TASK: Make a word-for-word copy of the entries below from their first line through the line with "self.last = Some(now);", and add nothing.

RECORDED INFORMATION:
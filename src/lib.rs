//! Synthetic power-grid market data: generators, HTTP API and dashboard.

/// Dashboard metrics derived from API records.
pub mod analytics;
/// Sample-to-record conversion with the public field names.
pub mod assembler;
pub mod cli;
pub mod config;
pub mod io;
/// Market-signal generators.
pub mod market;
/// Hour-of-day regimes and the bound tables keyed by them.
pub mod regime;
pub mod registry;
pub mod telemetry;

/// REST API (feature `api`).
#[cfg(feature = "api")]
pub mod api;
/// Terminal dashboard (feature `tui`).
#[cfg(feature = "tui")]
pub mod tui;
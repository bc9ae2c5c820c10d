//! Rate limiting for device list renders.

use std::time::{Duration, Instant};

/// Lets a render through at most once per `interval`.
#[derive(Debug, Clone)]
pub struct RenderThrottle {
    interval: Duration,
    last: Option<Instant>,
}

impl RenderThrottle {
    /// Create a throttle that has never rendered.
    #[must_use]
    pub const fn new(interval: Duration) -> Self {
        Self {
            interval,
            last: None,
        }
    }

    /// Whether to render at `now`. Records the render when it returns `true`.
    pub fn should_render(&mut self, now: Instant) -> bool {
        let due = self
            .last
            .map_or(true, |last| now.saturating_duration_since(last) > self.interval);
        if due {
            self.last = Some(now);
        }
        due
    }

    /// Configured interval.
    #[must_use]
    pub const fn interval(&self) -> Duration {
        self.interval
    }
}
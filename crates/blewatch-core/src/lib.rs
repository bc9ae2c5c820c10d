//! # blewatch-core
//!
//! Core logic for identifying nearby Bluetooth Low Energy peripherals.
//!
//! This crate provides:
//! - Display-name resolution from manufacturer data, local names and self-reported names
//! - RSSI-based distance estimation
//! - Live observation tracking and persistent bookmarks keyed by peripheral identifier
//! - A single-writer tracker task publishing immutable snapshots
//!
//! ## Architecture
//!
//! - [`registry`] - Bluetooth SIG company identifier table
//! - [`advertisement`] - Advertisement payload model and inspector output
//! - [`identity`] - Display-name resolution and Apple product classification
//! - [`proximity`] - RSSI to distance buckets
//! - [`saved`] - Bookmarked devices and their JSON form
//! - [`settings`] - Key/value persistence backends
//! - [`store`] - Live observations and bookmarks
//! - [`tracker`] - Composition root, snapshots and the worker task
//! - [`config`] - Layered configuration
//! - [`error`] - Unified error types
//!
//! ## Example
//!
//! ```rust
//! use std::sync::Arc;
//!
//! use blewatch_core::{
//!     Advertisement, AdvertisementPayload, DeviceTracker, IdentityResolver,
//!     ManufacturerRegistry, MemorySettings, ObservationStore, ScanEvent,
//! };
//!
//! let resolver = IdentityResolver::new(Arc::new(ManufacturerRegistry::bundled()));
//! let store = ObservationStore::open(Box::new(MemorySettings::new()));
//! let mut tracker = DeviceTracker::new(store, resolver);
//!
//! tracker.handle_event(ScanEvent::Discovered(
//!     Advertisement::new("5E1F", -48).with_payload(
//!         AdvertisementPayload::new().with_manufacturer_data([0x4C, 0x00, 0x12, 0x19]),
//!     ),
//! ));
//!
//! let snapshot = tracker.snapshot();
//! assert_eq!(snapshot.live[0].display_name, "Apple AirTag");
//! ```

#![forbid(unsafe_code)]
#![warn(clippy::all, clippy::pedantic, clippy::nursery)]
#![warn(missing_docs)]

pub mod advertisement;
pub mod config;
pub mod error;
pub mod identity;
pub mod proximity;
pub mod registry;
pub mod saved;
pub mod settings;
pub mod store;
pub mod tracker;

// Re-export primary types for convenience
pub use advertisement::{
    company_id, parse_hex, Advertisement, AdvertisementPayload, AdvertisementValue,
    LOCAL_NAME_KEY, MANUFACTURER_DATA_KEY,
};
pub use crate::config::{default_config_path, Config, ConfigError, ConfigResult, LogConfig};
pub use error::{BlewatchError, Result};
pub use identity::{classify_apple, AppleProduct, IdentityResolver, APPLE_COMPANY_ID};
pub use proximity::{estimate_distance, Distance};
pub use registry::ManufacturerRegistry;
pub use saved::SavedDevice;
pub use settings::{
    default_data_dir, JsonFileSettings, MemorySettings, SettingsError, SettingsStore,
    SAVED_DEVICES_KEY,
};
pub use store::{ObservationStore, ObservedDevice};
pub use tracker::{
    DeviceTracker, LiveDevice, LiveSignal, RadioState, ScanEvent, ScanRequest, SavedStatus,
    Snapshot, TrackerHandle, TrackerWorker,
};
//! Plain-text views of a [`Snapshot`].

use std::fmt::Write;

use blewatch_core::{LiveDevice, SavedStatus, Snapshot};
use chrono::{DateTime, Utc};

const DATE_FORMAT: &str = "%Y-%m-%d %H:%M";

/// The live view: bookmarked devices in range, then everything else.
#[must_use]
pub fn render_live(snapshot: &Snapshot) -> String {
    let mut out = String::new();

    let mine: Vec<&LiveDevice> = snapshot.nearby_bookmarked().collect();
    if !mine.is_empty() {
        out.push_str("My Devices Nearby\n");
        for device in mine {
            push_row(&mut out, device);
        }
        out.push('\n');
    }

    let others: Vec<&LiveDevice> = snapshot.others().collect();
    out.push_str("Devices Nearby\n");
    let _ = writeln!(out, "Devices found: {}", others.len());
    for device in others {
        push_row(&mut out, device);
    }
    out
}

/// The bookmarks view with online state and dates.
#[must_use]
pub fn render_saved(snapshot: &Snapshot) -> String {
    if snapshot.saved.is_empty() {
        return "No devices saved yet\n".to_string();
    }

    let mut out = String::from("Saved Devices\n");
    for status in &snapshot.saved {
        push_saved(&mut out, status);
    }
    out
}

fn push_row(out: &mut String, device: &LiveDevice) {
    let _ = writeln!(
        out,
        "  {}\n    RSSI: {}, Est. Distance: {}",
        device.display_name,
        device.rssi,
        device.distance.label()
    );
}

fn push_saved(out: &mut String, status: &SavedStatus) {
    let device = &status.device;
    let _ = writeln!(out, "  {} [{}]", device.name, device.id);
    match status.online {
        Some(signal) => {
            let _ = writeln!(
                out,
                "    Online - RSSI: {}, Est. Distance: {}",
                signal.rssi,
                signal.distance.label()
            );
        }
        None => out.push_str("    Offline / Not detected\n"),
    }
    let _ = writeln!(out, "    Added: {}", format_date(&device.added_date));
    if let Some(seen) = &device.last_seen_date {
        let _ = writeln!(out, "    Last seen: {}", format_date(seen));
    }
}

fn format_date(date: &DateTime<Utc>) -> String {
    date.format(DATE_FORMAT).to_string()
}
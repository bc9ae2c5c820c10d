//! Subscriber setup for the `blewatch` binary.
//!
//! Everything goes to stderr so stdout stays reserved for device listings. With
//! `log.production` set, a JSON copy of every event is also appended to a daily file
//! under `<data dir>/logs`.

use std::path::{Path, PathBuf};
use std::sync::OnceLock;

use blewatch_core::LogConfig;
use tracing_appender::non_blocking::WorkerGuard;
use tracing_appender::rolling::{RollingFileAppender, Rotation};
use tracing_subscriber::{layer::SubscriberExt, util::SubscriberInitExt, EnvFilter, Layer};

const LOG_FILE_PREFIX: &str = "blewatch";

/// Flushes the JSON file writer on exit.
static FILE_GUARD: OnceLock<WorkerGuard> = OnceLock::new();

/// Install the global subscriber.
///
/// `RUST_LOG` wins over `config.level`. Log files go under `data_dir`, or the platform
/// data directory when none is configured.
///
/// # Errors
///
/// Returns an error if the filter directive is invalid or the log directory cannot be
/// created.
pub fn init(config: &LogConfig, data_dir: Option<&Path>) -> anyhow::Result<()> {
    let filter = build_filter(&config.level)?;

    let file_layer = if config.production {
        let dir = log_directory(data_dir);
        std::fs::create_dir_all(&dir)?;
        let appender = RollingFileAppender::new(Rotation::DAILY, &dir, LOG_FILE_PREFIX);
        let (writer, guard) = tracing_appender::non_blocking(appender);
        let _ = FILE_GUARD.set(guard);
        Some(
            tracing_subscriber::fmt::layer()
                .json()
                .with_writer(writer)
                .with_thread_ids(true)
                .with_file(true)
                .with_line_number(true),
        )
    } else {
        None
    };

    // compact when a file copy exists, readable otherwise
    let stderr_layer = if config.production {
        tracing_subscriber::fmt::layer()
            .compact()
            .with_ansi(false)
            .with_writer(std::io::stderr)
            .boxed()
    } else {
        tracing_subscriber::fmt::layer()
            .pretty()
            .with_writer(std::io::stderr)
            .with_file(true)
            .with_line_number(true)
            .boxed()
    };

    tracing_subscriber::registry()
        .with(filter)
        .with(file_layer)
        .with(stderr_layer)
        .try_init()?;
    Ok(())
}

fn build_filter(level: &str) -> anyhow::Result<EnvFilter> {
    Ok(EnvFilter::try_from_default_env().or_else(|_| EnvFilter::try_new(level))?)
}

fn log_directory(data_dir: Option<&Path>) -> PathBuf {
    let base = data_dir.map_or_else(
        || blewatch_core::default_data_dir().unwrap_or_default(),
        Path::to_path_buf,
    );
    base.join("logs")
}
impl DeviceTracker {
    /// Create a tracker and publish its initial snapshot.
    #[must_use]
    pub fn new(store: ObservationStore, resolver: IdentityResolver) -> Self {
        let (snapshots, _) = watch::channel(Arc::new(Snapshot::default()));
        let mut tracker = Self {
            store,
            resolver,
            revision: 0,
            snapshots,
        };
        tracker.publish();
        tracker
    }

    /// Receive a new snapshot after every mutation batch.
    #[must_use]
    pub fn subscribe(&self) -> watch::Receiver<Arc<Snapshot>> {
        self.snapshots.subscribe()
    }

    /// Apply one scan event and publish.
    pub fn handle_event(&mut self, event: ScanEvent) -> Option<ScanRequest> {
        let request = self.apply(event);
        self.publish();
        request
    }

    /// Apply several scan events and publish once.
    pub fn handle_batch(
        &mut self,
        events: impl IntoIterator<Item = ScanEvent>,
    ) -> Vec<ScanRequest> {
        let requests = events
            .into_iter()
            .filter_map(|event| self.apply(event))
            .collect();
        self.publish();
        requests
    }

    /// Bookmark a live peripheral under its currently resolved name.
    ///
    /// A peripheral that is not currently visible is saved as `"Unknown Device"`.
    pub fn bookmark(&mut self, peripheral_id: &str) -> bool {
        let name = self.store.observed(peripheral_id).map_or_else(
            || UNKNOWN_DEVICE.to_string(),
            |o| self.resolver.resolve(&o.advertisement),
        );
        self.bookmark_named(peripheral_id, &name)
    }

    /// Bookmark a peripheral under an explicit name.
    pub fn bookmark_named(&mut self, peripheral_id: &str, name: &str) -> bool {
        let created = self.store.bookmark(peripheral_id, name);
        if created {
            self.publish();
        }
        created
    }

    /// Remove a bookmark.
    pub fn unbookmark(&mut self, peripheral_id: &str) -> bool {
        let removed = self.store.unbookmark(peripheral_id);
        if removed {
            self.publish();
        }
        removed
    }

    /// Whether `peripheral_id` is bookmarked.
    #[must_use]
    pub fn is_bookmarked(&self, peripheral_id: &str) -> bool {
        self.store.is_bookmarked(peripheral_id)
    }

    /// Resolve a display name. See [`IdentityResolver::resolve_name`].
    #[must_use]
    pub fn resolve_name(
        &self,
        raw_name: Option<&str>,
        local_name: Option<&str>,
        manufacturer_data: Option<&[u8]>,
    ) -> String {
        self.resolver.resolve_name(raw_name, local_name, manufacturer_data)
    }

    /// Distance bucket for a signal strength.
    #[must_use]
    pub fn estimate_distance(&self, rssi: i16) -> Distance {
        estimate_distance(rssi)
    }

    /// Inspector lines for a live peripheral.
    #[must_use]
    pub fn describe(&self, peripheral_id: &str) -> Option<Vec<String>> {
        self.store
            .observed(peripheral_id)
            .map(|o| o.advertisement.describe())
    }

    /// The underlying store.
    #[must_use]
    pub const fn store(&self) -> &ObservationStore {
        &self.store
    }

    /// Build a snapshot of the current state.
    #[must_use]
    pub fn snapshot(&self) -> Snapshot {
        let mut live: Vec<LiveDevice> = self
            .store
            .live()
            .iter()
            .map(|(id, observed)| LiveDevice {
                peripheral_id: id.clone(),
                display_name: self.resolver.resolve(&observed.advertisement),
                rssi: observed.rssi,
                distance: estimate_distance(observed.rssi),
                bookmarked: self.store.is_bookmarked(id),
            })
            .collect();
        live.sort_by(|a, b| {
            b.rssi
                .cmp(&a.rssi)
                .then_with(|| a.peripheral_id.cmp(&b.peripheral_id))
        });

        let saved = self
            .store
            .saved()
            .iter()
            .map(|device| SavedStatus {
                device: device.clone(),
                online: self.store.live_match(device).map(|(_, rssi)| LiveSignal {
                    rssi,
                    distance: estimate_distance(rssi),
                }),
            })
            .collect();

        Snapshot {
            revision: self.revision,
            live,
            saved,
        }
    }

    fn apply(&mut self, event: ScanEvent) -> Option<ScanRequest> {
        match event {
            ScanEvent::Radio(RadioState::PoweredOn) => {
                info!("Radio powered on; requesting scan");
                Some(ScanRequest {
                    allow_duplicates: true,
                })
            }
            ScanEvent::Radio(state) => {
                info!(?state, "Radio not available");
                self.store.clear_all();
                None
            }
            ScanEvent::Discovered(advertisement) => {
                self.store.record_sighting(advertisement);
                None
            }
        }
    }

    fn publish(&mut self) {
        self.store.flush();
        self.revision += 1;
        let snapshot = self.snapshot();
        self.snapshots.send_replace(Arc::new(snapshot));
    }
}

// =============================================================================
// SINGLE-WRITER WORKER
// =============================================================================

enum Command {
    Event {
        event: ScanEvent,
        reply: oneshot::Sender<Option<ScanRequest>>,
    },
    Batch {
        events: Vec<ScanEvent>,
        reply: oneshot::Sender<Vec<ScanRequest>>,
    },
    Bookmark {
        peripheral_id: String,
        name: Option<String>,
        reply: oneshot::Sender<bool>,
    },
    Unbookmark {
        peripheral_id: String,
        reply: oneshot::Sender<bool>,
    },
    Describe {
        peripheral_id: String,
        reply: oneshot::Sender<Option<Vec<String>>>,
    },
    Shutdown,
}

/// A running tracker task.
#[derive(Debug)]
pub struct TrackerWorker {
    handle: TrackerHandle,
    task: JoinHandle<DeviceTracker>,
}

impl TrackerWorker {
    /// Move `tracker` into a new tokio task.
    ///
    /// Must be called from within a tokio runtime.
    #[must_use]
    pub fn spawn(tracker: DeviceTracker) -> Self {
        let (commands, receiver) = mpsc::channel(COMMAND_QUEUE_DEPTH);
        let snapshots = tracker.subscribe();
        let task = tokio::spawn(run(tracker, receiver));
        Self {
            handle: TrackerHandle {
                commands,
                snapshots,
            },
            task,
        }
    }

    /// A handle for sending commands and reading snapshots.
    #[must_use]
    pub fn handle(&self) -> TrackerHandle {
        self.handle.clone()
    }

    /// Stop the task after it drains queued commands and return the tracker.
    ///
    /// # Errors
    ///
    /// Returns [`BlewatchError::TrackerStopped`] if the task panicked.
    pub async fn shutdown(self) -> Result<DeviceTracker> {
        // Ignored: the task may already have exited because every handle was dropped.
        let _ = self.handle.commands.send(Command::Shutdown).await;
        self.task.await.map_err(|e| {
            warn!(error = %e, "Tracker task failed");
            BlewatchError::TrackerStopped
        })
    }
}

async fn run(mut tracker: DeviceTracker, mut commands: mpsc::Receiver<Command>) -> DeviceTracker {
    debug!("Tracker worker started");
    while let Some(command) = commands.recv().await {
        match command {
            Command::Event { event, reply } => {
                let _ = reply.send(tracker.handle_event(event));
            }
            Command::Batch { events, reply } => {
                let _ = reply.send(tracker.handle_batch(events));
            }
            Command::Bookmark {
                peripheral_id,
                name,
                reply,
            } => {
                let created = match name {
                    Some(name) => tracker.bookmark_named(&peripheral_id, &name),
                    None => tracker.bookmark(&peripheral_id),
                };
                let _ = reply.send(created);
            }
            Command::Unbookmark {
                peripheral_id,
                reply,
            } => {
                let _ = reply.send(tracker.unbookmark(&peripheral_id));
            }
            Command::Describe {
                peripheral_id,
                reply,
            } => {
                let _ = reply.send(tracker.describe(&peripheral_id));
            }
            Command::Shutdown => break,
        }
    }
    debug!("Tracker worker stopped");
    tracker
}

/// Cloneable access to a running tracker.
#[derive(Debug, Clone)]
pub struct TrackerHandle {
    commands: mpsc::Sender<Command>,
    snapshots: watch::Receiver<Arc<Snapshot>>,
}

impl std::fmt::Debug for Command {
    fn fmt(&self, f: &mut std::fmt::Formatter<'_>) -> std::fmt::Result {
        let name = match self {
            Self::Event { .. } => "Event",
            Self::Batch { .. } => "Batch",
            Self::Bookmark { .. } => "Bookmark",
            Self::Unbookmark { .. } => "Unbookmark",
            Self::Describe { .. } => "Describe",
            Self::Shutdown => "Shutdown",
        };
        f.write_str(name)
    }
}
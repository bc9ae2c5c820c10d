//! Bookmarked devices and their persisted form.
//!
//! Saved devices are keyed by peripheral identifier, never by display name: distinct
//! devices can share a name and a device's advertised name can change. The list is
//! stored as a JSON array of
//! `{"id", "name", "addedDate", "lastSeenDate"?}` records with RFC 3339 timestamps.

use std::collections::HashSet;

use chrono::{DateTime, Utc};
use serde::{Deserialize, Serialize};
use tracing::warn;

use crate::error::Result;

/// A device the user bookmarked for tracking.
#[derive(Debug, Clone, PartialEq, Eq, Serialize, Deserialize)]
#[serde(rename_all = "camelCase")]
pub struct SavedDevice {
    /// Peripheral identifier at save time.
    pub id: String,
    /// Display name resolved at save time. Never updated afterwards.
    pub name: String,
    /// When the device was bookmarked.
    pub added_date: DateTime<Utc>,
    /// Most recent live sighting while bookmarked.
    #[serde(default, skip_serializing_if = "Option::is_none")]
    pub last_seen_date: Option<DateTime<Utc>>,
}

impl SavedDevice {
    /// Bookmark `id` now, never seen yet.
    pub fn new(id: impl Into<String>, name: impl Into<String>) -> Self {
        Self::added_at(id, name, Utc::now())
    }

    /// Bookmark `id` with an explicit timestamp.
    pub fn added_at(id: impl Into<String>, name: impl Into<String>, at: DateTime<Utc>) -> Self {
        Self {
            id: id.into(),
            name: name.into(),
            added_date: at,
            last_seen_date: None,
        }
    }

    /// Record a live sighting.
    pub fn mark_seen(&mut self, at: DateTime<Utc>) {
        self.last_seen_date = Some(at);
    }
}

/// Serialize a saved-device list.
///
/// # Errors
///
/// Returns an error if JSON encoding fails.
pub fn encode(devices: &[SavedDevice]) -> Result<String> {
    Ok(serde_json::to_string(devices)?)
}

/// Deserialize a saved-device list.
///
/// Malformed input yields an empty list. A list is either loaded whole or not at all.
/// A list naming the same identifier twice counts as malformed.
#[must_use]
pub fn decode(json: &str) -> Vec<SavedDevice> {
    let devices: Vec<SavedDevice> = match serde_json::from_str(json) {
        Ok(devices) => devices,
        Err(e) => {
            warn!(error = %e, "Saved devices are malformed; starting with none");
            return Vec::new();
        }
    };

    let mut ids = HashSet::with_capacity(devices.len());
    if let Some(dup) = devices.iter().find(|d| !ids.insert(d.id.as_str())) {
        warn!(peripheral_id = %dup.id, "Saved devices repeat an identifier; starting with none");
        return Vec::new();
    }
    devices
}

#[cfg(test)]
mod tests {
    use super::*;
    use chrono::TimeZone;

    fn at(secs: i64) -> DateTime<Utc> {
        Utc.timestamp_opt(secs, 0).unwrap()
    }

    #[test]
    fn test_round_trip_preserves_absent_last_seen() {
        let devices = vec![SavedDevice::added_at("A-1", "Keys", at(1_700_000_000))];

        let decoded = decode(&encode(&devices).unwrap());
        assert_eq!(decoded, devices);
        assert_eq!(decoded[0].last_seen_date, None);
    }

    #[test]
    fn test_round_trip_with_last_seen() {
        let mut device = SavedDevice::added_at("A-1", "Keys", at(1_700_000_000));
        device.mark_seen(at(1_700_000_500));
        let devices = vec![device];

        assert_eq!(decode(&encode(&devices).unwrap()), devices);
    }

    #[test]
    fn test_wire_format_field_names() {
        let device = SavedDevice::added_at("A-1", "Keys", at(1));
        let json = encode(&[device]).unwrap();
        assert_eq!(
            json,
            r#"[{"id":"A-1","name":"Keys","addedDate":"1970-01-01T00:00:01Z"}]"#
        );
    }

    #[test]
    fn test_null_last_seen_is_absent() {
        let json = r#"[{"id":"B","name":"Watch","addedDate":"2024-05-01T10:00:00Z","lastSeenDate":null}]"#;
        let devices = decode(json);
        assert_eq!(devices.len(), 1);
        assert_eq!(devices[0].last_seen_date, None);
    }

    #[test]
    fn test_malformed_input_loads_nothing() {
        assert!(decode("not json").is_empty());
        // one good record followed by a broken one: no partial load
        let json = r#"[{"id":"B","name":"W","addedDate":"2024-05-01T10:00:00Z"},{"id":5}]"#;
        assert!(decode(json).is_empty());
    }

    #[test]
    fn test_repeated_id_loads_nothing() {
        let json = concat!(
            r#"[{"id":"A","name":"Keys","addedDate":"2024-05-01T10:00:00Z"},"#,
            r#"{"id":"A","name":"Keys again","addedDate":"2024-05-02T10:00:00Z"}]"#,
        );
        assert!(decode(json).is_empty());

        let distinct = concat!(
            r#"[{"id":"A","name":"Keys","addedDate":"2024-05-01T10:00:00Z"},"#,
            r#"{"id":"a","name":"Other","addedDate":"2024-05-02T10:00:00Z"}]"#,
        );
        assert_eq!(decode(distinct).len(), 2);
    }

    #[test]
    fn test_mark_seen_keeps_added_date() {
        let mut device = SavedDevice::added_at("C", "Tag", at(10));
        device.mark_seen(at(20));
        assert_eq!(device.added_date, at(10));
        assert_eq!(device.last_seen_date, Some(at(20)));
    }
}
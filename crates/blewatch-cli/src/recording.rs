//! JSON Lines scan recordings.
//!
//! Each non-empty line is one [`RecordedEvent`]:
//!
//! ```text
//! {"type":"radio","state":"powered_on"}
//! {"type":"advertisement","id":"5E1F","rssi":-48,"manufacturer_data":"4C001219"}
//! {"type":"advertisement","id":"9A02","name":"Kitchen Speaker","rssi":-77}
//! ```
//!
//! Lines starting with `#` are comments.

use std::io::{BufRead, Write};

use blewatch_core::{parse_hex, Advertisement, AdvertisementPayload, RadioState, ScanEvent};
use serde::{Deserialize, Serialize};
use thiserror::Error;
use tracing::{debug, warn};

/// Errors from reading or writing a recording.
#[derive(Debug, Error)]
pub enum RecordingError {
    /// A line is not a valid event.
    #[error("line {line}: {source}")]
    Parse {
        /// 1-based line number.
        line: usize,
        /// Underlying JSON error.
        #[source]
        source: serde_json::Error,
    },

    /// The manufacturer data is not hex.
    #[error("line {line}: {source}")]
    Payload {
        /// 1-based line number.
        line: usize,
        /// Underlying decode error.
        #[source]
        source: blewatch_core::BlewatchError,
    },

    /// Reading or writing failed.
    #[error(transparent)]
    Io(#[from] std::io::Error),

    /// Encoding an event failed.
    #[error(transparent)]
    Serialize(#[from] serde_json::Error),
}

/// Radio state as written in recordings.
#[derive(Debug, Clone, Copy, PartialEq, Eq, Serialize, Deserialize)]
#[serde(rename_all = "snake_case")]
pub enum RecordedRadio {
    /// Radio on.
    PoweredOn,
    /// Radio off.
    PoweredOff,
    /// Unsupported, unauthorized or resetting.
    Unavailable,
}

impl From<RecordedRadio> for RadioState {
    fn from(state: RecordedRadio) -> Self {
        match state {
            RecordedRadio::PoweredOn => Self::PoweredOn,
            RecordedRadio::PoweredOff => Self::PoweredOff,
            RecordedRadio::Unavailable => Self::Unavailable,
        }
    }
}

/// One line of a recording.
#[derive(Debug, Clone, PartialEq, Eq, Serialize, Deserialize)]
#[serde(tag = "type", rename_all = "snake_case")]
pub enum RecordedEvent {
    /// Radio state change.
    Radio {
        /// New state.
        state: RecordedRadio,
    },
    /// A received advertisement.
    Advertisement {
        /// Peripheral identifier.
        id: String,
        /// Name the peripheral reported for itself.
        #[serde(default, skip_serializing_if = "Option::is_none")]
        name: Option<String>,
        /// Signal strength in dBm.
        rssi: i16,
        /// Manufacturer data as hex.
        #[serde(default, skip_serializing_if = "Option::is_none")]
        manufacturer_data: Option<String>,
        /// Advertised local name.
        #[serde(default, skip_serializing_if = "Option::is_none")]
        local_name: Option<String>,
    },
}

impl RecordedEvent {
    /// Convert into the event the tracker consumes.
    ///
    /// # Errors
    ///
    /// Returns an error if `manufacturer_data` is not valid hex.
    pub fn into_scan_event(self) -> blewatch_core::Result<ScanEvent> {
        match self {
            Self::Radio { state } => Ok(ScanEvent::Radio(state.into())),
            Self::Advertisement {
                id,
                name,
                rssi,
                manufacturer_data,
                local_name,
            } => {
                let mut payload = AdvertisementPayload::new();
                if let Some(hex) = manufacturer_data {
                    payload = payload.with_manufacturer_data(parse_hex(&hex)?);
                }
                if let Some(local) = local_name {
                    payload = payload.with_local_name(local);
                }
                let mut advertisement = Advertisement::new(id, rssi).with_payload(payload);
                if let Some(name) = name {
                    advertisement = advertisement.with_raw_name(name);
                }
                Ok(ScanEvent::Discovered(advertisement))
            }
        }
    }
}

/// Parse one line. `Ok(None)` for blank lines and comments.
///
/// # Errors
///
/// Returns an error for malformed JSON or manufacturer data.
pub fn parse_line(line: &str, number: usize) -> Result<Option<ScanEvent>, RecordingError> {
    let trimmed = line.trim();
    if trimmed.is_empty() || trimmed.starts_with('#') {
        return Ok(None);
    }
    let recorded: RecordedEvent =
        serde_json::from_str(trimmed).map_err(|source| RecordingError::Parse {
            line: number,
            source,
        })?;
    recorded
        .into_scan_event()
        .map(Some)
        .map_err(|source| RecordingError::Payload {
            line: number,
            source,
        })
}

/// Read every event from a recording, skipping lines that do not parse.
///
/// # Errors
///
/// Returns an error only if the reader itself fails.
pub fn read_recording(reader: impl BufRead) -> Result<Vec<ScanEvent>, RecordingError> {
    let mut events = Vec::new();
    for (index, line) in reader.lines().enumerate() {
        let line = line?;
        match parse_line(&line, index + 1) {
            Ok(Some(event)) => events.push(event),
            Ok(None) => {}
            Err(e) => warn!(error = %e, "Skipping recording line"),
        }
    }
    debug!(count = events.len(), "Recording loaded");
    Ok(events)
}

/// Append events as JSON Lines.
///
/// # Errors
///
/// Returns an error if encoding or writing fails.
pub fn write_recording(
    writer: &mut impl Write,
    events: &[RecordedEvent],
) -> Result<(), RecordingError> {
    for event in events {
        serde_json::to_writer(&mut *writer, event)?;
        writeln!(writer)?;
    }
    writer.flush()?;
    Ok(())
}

ANSWER SPACE:
filename src/lib.rs
//! Synthetic power-grid market data: generators, HTTP API and dashboard.

/// Dashboard metrics derived from API records.
pub mod analytics;
/// Sample-to-record conversion with the public field names.
pub mod assembler;
pub mod cli;
pub mod config;
pub mod io;
/// Market-signal generators.
pub mod market;
/// Hour-of-day regimes and the bound tables keyed by them.
pub mod regime;
pub mod registry;
pub mod telemetry;

/// REST API (feature `api`).
#[cfg(feature = "api")]
pub mod api;
/// Terminal dashboard (feature `tui`).
#[cfg(feature = "tui")]
pub mod tui;
repository bc9ae2c5c820c10d
//! Rate limiting for device list renders.

use std::time::{Duration, Instant};

/// Lets a render through at most once per `interval`.
#[derive(Debug, Clone)]
pub struct RenderThrottle {
    interval: Duration,
    last: Option<Instant>,
}

impl RenderThrottle {
    /// Create a throttle that has never rendered.
    #[must_use]
    pub const fn new(interval: Duration) -> Self {
        Self {
            interval,
            last: None,
        }
    }

    /// Whether to render at `now`. Records the render when it returns `true`.
    pub fn should_render(&mut self, now: Instant) -> bool {
        let due = self
            .last
            .map_or(true, |last| now.saturating_duration_since(last) > self.interval);
        if due {
            self.last = Some(now);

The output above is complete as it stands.